use serde::Serialize;

use crate::Point;
use crate::config::{EvalConfig, RulesConfig, SelfCapturePolicy};
use crate::error::EvalError;
use crate::evaluation::{self, Evaluation};
use crate::goban::Goban;
use crate::history::{History, MoveRecord};
use crate::influence::{self, InfluenceField};
use crate::lifecycle::{Lifecycle, Status};
use crate::metrics::{Baseline, GameTheorySeries, GameTheoryTracker};
use crate::quality;
use crate::stone::Stone;
use crate::sync;

/// What a successful placement did.
#[derive(Debug, Clone, PartialEq, Serialize)]
pub struct MoveOutcome {
    pub move_number: usize,
    pub point: Point,
    pub stone: Stone,
    pub captured: Vec<Point>,
    pub self_removed: Vec<Point>,
    pub quality: f64,
}

/// One game: the board, its history, and every derived projection.
///
/// All mutation goes through `&mut self`, so a session is single-writer by
/// construction. Every operation that fails leaves the session untouched,
/// except `play_external`, which still hands the turn over.
#[derive(Debug, Clone)]
pub struct Session {
    config: EvalConfig,
    goban: Goban,
    history: History,
    lifecycle: Lifecycle,
    evaluation: Evaluation,
    tracker: GameTheoryTracker,
    show_influence: bool,
    cached_influence: Option<InfluenceField>,
    baseline: Option<Baseline>,
}

impl Default for Session {
    fn default() -> Self {
        Self::build(EvalConfig::default())
    }
}

impl Session {
    /// Start a game. Fails on a board size or komi no board can use.
    pub fn new(config: EvalConfig) -> Result<Self, EvalError> {
        config.validate()?;
        Ok(Self::build(config))
    }

    fn build(config: EvalConfig) -> Self {
        let goban = Goban::with_size(config.board_size);
        let mut session = Self {
            config,
            goban,
            history: History::default(),
            lifecycle: Lifecycle::new(),
            evaluation: Evaluation::default(),
            tracker: GameTheoryTracker::new(),
            show_influence: false,
            cached_influence: None,
            baseline: None,
        };
        session.refresh_evaluation();
        session
    }

    pub fn config(&self) -> &EvalConfig {
        &self.config
    }

    pub fn goban(&self) -> &Goban {
        &self.goban
    }

    pub fn history(&self) -> &History {
        &self.history
    }

    pub fn evaluation(&self) -> &Evaluation {
        &self.evaluation
    }

    pub fn series(&self) -> &GameTheorySeries {
        self.tracker.series()
    }

    pub fn lifecycle(&self) -> &Lifecycle {
        &self.lifecycle
    }

    pub fn status(&self) -> Status {
        self.lifecycle.status()
    }

    pub fn to_play(&self) -> Stone {
        self.lifecycle.to_play()
    }

    pub fn move_count(&self) -> usize {
        self.history.len()
    }

    pub fn baseline(&self) -> Option<&Baseline> {
        self.baseline.as_ref()
    }

    pub fn show_influence(&self) -> bool {
        self.show_influence
    }

    /// The field cached by show-influence mode, if enabled.
    pub fn cached_influence(&self) -> Option<&InfluenceField> {
        self.cached_influence.as_ref()
    }

    /// Place a stone for the side to move.
    pub fn play(&mut self, point: Point) -> Result<MoveOutcome, EvalError> {
        self.play_as(point, self.lifecycle.to_play())
    }

    /// Place a stone of an explicit colour, then rescore the position and
    /// append one point to every metric series.
    pub fn play_as(&mut self, point: Point, stone: Stone) -> Result<MoveOutcome, EvalError> {
        let rules = self.config.rules;
        self.place(point, stone, &rules)
    }

    /// Record a move an engine has already made on its own board.
    ///
    /// Ko is not enforced and a forbidden self-capture removes the placing
    /// group instead, so no group is left without liberties. If the board
    /// still refuses the stone, the turn passes to the opponent anyway and
    /// the error is returned for the caller to resync.
    pub fn play_external(&mut self, point: Point, stone: Stone) -> Result<MoveOutcome, EvalError> {
        let mut rules = self.config.rules;
        rules.forbid_immediate_recapture = false;
        if rules.self_capture == SelfCapturePolicy::Forbid {
            rules.self_capture = SelfCapturePolicy::RemoveOwn;
        }

        let result = self.place(point, stone, &rules);
        if result.is_err() && self.lifecycle.status().is_playing() {
            self.lifecycle.on_placement(stone);
        }
        result
    }

    fn place(
        &mut self,
        point: Point,
        stone: Stone,
        rules: &RulesConfig,
    ) -> Result<MoveOutcome, EvalError> {
        self.lifecycle.ensure_playing()?;

        let placement = match self.goban.play(point, stone, rules) {
            Ok(placement) => placement,
            Err(err) => {
                tracing::debug!(?point, %stone, %err, "placement rejected");
                return Err(err);
            }
        };

        let move_number = self.history.len() + 1;
        let quality = quality::score(
            &self.goban,
            point,
            stone,
            placement.captured.len(),
            move_number,
            &self.config.quality,
        );

        self.history.record(
            MoveRecord {
                point,
                stone,
                quality,
            },
            &placement.captured,
            &placement.self_removed,
        );
        self.lifecycle.on_placement(stone);
        self.refresh_evaluation();
        self.tracker
            .record(move_number, &self.evaluation, Some(quality), &self.config.metrics);

        if !placement.captured.is_empty() {
            tracing::info!(move_number, %stone, count = placement.captured.len(), "captured stones");
        }
        tracing::debug!(
            move_number,
            ?point,
            %stone,
            quality,
            win_rate = self.evaluation.win_rate,
            "move applied"
        );

        Ok(MoveOutcome {
            move_number,
            point,
            stone,
            captured: placement.captured,
            self_removed: placement.self_removed,
            quality,
        })
    }

    /// The side to move passes. Returns the status afterwards.
    pub fn pass(&mut self) -> Result<Status, EvalError> {
        let passer = self.lifecycle.to_play();
        let status = self.lifecycle.pass(self.evaluation.score_diff())?;
        self.goban.pass();
        tracing::debug!(%passer, %status, "pass");
        Ok(status)
    }

    /// `stone` resigns. Returns the terminal status.
    pub fn resign(&mut self, stone: Stone) -> Result<Status, EvalError> {
        self.lifecycle.resign(stone)
    }

    /// Back to an empty board with no history and no baseline.
    /// Configuration and the show-influence flag survive.
    pub fn clear(&mut self) {
        self.goban.clear();
        self.history = History::default();
        self.lifecycle.reset();
        self.tracker = GameTheoryTracker::new();
        self.baseline = None;
        self.refresh_evaluation();
        tracing::info!("board cleared");
    }

    /// Recompute the evaluation snapshot from the board and histories.
    /// Calling it twice in a row yields the same snapshot.
    pub fn refresh_evaluation(&mut self) -> &Evaluation {
        let field = influence::aggregate(&self.goban, &self.config.influence);
        self.evaluation = evaluation::evaluate(
            &self.goban,
            self.history.capture_totals(),
            self.history.moves(),
            &field,
            &self.config,
        );
        self.cached_influence = self.show_influence.then_some(field);
        &self.evaluation
    }

    /// A freshly computed influence field.
    pub fn influence(&self) -> InfluenceField {
        influence::aggregate(&self.goban, &self.config.influence)
    }

    pub fn set_show_influence(&mut self, on: bool) {
        self.show_influence = on;
        self.cached_influence = on.then(|| self.influence());
    }

    /// Replace the stones with an authoritative board dump. Histories are
    /// kept. A malformed dump leaves the previous board in place, and a dump
    /// that matches the local stones keeps the ko state.
    pub fn resync(&mut self, dump: &str) -> Result<(), EvalError> {
        let goban = match sync::parse_board_dump(dump, self.config.board_size) {
            Ok(goban) => goban,
            Err(err) => {
                tracing::warn!(%err, "resync failed, keeping local board");
                return Err(err);
            }
        };
        if goban.board() != self.goban.board() {
            self.goban = goban;
        }
        self.refresh_evaluation();
        Ok(())
    }

    pub fn set_baseline(&mut self, label: impl Into<String>) {
        self.baseline = Some(self.tracker.baseline(label));
    }

    pub fn clear_baseline(&mut self) {
        self.baseline = None;
    }
}
//! Inputs from the external engine: the authoritative board dump and ranked
//! move suggestions.

use serde::{Deserialize, Serialize};

use crate::Point;
use crate::error::EvalError;
use crate::goban::Goban;
use crate::stone::Stone;

/// Parse a textual board dump: one line per row, `X` Black, `O` White,
/// anything else empty. Blank lines are ignored and anything past the first
/// `size` characters of a row is dropped.
pub fn parse_board_dump(text: &str, size: u8) -> Result<Goban, EvalError> {
    let n = size as usize;
    let rows: Vec<&str> = text
        .lines()
        .filter(|line| !line.trim().is_empty())
        .take(n)
        .collect();

    if rows.len() < n {
        return Err(EvalError::MalformedBoardDump(format!(
            "expected {n} rows, got {}",
            rows.len()
        )));
    }

    let mut board = Vec::with_capacity(n);
    for (i, line) in rows.iter().enumerate() {
        let cells: Vec<i8> = line
            .chars()
            .take(n)
            .map(|c| Stone::from_dump_char(c).map_or(0, Stone::to_int))
            .collect();
        if cells.len() < n {
            return Err(EvalError::MalformedBoardDump(format!(
                "row {i} has {} cells, expected {n}",
                cells.len()
            )));
        }
        board.push(cells);
    }

    Ok(Goban::new(board))
}

/// A candidate move as reported by the engine. `x` is the row, `y` the column.
#[derive(Debug, Clone, PartialEq, Serialize, Deserialize)]
pub struct Suggestion {
    pub x: i64,
    pub y: i64,
    #[serde(default)]
    pub score: f64,
    #[serde(default)]
    pub color: Option<i8>,
}

/// A suggestion that passed local validation.
#[derive(Debug, Clone, Copy, PartialEq, Serialize)]
pub struct Candidate {
    pub point: Point,
    pub score: f64,
    pub stone: Stone,
}

/// Parse a JSON array of suggestions, skipping entries that are not
/// objects with numeric `x` and `y`.
pub fn parse_suggestions(json: &str) -> Result<Vec<Suggestion>, serde_json::Error> {
    let raw: Vec<serde_json::Value> = serde_json::from_str(json)?;
    Ok(raw
        .into_iter()
        .filter_map(|v| serde_json::from_value(v).ok())
        .collect())
}

/// Keep in-bounds suggestions on empty cells, best score first, at most `count`.
pub fn filter_suggestions(
    suggestions: &[Suggestion],
    goban: &Goban,
    to_play: Stone,
    count: usize,
) -> Vec<Candidate> {
    let size = i64::from(goban.size());
    let mut candidates: Vec<Candidate> = suggestions
        .iter()
        .filter(|s| (0..size).contains(&s.x) && (0..size).contains(&s.y))
        .map(|s| Candidate {
            point: (s.x as u8, s.y as u8),
            score: s.score,
            stone: s.color.and_then(Stone::from_int).unwrap_or(to_play),
        })
        .filter(|c| goban.stone_at(c.point).is_none())
        .collect();

    candidates.sort_by(|a, b| b.score.total_cmp(&a.score));
    candidates.truncate(count);
    candidates
}
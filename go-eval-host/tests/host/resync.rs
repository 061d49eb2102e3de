use go_eval::Stone;
use go_eval_host::GameMode;

use crate::common::connected;

#[tokio::test]
async fn engine_board_wins_after_each_move() {
    let (driver, engine) = connected(9, GameMode::Manual);
    engine.sneak((0, 0), Stone::White);

    driver.play((4, 4)).await.unwrap();

    driver
        .with_session(|s| {
            assert_eq!(s.goban().stone_at((0, 0)), Some(Stone::White));
            assert_eq!(s.goban().stone_at((4, 4)), Some(Stone::Black));
            assert_eq!(s.history().len(), 1);
            assert_eq!(s.evaluation().white_stones, 1);
        })
        .await;
    assert_eq!(engine.count("showboard"), 1);
}

#[tokio::test]
async fn malformed_dump_keeps_local_board() {
    let (driver, engine) = connected(9, GameMode::Manual);
    engine.state().malformed_board = true;
    engine.sneak((0, 0), Stone::White);

    driver.play((4, 4)).await.unwrap();

    driver
        .with_session(|s| {
            assert_eq!(s.goban().stone_at((0, 0)), None);
            assert_eq!(s.goban().stone_at((4, 4)), Some(Stone::Black));
        })
        .await;
    assert_eq!(driver.last_error(), None);
}

#[tokio::test]
async fn showboard_failure_keeps_local_board() {
    let (driver, engine) = connected(9, GameMode::Manual);
    engine.state().fail_showboard = true;

    driver.play((4, 4)).await.unwrap();
    assert_eq!(
        driver
            .with_session(|s| s.goban().stone_at((4, 4)))
            .await,
        Some(Stone::Black)
    );
}

#[tokio::test]
async fn synchronize_pulls_the_engine_position() {
    let (driver, engine) = connected(9, GameMode::Manual);
    engine.sneak((2, 2), Stone::Black);
    engine.sneak((6, 6), Stone::White);

    driver.synchronize().await.unwrap();
    driver
        .with_session(|s| {
            assert_eq!(s.goban().count(Stone::Black), 1);
            assert_eq!(s.goban().count(Stone::White), 1);
            assert!(s.history().is_empty());
        })
        .await;

    engine.state().malformed_board = true;
    assert!(driver.synchronize().await.is_err());
    assert!(driver.last_error().is_some());
    assert_eq!(driver.with_session(|s| s.goban().count(Stone::Black)).await, 1);
}
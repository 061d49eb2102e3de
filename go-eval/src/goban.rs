use std::collections::VecDeque;

use arrayvec::ArrayVec;

use crate::Point;
use crate::config::{MAX_BOARD_SIZE, RulesConfig, SelfCapturePolicy};
use crate::error::EvalError;
use crate::ko::Ko;
use crate::stone::Stone;

/// Stones removed by a single placement.
#[derive(Debug, Clone, Default, PartialEq, Eq)]
pub struct Placement {
    /// Opponent stones captured by the move.
    pub captured: Vec<Point>,
    /// The mover's own group, removed under `SelfCapturePolicy::RemoveOwn`.
    pub self_removed: Vec<Point>,
}

impl Placement {
    pub fn removed(&self) -> impl Iterator<Item = &Point> {
        self.captured.iter().chain(self.self_removed.iter())
    }
}

/// Square Go board stored as a flat row-major array of signed cells
/// (`1` Black, `-1` White, `0` empty). Points are `(row, col)`.
#[derive(Debug, Clone, PartialEq)]
pub struct Goban {
    board: Vec<i8>,
    size: u8,
    ko: Option<Ko>,
}

impl Goban {
    /// Create a goban from an existing board matrix (size x size of i8 values).
    pub fn new(board: Vec<Vec<i8>>) -> Self {
        let size = board.len();
        assert!(
            size as u8 <= MAX_BOARD_SIZE && board.iter().all(|row| row.len() == size),
            "malformed board matrix"
        );

        Goban {
            board: board
                .into_iter()
                .flatten()
                .map(|v| v.signum())
                .collect(),
            size: size as u8,
            ko: None,
        }
    }

    /// Create an empty board.
    pub fn with_size(size: u8) -> Self {
        assert!(size <= MAX_BOARD_SIZE, "board size {size} exceeds {MAX_BOARD_SIZE}");
        Goban {
            board: vec![0i8; size as usize * size as usize],
            size,
            ko: None,
        }
    }

    // -- Accessors --

    pub fn board(&self) -> &[i8] {
        &self.board
    }

    pub fn size(&self) -> u8 {
        self.size
    }

    pub fn ko(&self) -> Option<&Ko> {
        self.ko.as_ref()
    }

    pub fn stone_at(&self, point: Point) -> Option<Stone> {
        if self.on_board(point) {
            Stone::from_int(self.board[self.idx(point)])
        } else {
            None
        }
    }

    pub fn on_board(&self, (row, col): Point) -> bool {
        row < self.size && col < self.size
    }

    pub fn is_empty(&self) -> bool {
        self.board.iter().all(|&s| s == 0)
    }

    pub fn count(&self, stone: Stone) -> u32 {
        let v = stone.to_int();
        self.board.iter().filter(|&&s| s == v).count() as u32
    }

    pub fn empty_count(&self) -> u32 {
        self.board.iter().filter(|&&s| s == 0).count() as u32
    }

    /// Every on-board point in row-major order.
    pub fn points(&self) -> impl Iterator<Item = Point> + use<> {
        let size = self.size;
        (0..size).flat_map(move |row| (0..size).map(move |col| (row, col)))
    }

    // -- Mutation primitives --

    /// Put a stone on an empty cell. Captures are not resolved here.
    pub fn place(&mut self, point: Point, stone: Stone) -> Result<(), EvalError> {
        if !self.on_board(point) {
            return Err(EvalError::InvalidCoordinate(format!(
                "({}, {}) is outside a {}x{} board",
                point.0, point.1, self.size, self.size
            )));
        }
        if self.stone_at(point).is_some() {
            return Err(EvalError::OccupiedCell(point));
        }
        let i = self.idx(point);
        self.board[i] = stone.to_int();
        Ok(())
    }

    /// Empty a batch of cells in one step.
    pub fn remove(&mut self, points: &[Point]) {
        for &p in points {
            if self.on_board(p) {
                let i = self.idx(p);
                self.board[i] = 0;
            }
        }
    }

    /// Empty the whole board.
    pub fn clear(&mut self) {
        self.board.fill(0);
        self.ko = None;
    }

    /// A pass lifts any ko restriction.
    pub fn pass(&mut self) {
        self.ko = None;
    }

    /// Place a stone and resolve its consequences: opponent captures,
    /// self-capture policy, and single-stone ko bookkeeping. On error the
    /// board is left untouched.
    pub fn play(
        &mut self,
        point: Point,
        stone: Stone,
        rules: &RulesConfig,
    ) -> Result<Placement, EvalError> {
        if rules.forbid_immediate_recapture
            && self.on_board(point)
            && self.stone_at(point).is_none()
            && self.ko.is_some_and(|ko| ko.forbids(point, stone))
        {
            return Err(EvalError::KoViolation(point));
        }

        self.place(point, stone)?;
        let captured = self.resolve_captures(point);

        let own = self.chain(point);
        let mut self_removed = Vec::new();
        if !self.has_liberty(&own) {
            match rules.self_capture {
                SelfCapturePolicy::Forbid => {
                    // Nothing was captured, so undoing the single stone restores the board.
                    self.remove(&[point]);
                    return Err(EvalError::SelfCapture(point));
                }
                SelfCapturePolicy::Permit => {
                    tracing::debug!(?point, %stone, "stone left without liberties");
                }
                SelfCapturePolicy::RemoveOwn => {
                    self.remove(&own);
                    self_removed = own;
                }
            }
        }

        self.ko = self.detect_ko(point, stone, &captured);

        Ok(Placement {
            captured,
            self_removed,
        })
    }

    /// After a stone is placed at `point`, remove every adjacent opponent
    /// group left without liberties. Returns the removed points.
    pub fn resolve_captures(&mut self, point: Point) -> Vec<Point> {
        let mut captured = Vec::new();
        for chain in self.opponent_neighbor_chains(point) {
            if !self.has_liberty(&chain) {
                self.remove(&chain);
                captured.extend(chain);
            }
        }
        captured
    }

    // -- Graph algorithms --

    /// Get the 4-connected neighbors that are on the board.
    pub fn neighbors(&self, (row, col): Point) -> ArrayVec<Point, 4> {
        let mut result = ArrayVec::new();
        if row > 0 {
            result.push((row - 1, col));
        }
        if row + 1 < self.size {
            result.push((row + 1, col));
        }
        if col > 0 {
            result.push((row, col - 1));
        }
        if col + 1 < self.size {
            result.push((row, col + 1));
        }
        result
    }

    /// Breadth-first traversal of the group containing `point`.
    pub fn chain(&self, point: Point) -> Vec<Point> {
        let mut visited = vec![false; self.board.len()];
        self.chain_from(point, &mut visited)
    }

    /// Distinct liberties of a pre-computed group.
    pub fn chain_liberties(&self, chain: &[Point]) -> Vec<Point> {
        let mut seen = vec![false; self.board.len()];
        let mut libs = Vec::new();
        for &p in chain {
            for n in self.neighbors(p) {
                let ni = self.idx(n);
                if !seen[ni] && self.board[ni] == 0 {
                    seen[ni] = true;
                    libs.push(n);
                }
            }
        }
        libs
    }

    pub fn liberties(&self, point: Point) -> Vec<Point> {
        self.chain_liberties(&self.chain(point))
    }

    /// Early-exit liberty check.
    pub fn has_liberty(&self, chain: &[Point]) -> bool {
        chain
            .iter()
            .any(|&p| self.neighbors(p).iter().any(|&n| self.board[self.idx(n)] == 0))
    }

    /// All groups currently on the board.
    pub fn groups(&self) -> Vec<Vec<Point>> {
        let mut visited = vec![false; self.board.len()];
        let mut groups = Vec::new();
        for p in self.points() {
            if self.stone_at(p).is_some() && !visited[self.idx(p)] {
                groups.push(self.chain_from(p, &mut visited));
            }
        }
        groups
    }

    /// Distinct opponent groups touching `point`.
    fn opponent_neighbor_chains(&self, point: Point) -> Vec<Vec<Point>> {
        let Some(stone) = self.stone_at(point) else {
            return Vec::new();
        };
        let opponent = stone.opp();

        let mut chains = Vec::new();
        let mut visited = vec![false; self.board.len()];
        for n in self.neighbors(point) {
            if self.stone_at(n) == Some(opponent) && !visited[self.idx(n)] {
                chains.push(self.chain_from(n, &mut visited));
            }
        }
        chains
    }

    /// Group flood-fill using a shared visited set.
    fn chain_from(&self, point: Point, visited: &mut [bool]) -> Vec<Point> {
        let Some(stone) = self.stone_at(point) else {
            return Vec::new();
        };

        let mut result = Vec::new();
        let mut queue = VecDeque::from([point]);
        visited[self.idx(point)] = true;

        while let Some(p) = queue.pop_front() {
            result.push(p);
            for n in self.neighbors(p) {
                let ni = self.idx(n);
                if !visited[ni] && self.stone_at(n) == Some(stone) {
                    visited[ni] = true;
                    queue.push_back(n);
                }
            }
        }

        result
    }

    fn detect_ko(&self, point: Point, stone: Stone, captured: &[Point]) -> Option<Ko> {
        let [taken] = captured else {
            return None;
        };
        let lone = self
            .neighbors(point)
            .iter()
            .all(|&n| self.stone_at(n) != Some(stone));
        let libs = self.liberties(point);
        (lone && libs.as_slice() == [*taken]).then_some(Ko {
            pos: *taken,
            illegal: stone.opp(),
        })
    }

    #[inline]
    fn idx(&self, (row, col): Point) -> usize {
        row as usize * self.size as usize + col as usize
    }
}

/// Build a goban from an ASCII layout. 'B' = Black, 'W' = White, anything else empty.
#[cfg(test)]
pub(crate) fn goban_from_layout(layout: &[&str]) -> Goban {
    let board: Vec<Vec<i8>> = layout
        .iter()
        .map(|row| {
            row.chars()
                .map(|c| match c {
                    'B' => Stone::Black.to_int(),
                    'W' => Stone::White.to_int(),
                    _ => 0,
                })
                .collect()
        })
        .collect();
    Goban::new(board)
}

───

§ About this task
Return exactly, and only, the lines above starting at the line that contains "place, and a dump" and ending at the line that contains "let n = size as usize;".

§ Response to this exercise
    /// kept. A malformed dump leaves the previous board in place, and a dump
    /// that matches the local stones keeps the ko state.
    pub fn resync(&mut self, dump: &str) -> Result<(), EvalError> {
        let goban = match sync::parse_board_dump(dump, self.config.board_size) {
            Ok(goban) => goban,
            Err(err) => {
                tracing::warn!(%err, "resync failed, keeping local board");
                return Err(err);
            }
        };
        if goban.board() != self.goban.board() {
            self.goban = goban;
        }
        self.refresh_evaluation();
        Ok(())
    }

    pub fn set_baseline(&mut self, label: impl Into<String>) {
        self.baseline = Some(self.tracker.baseline(label));
    }

    pub fn clear_baseline(&mut self) {
        self.baseline = None;
    }
}
//! Inputs from the external engine: the authoritative board dump and ranked
//! move suggestions.

use serde::{Deserialize, Serialize};

use crate::Point;
use crate::error::EvalError;
use crate::goban::Goban;
use crate::stone::Stone;

/// Parse a textual board dump: one line per row, `X` Black, `O` White,
/// anything else empty. Blank lines are ignored and anything past the first
/// `size` characters of a row is dropped.
pub fn parse_board_dump(text: &str, size: u8) -> Result<Goban, EvalError> {
    let n = size as usize;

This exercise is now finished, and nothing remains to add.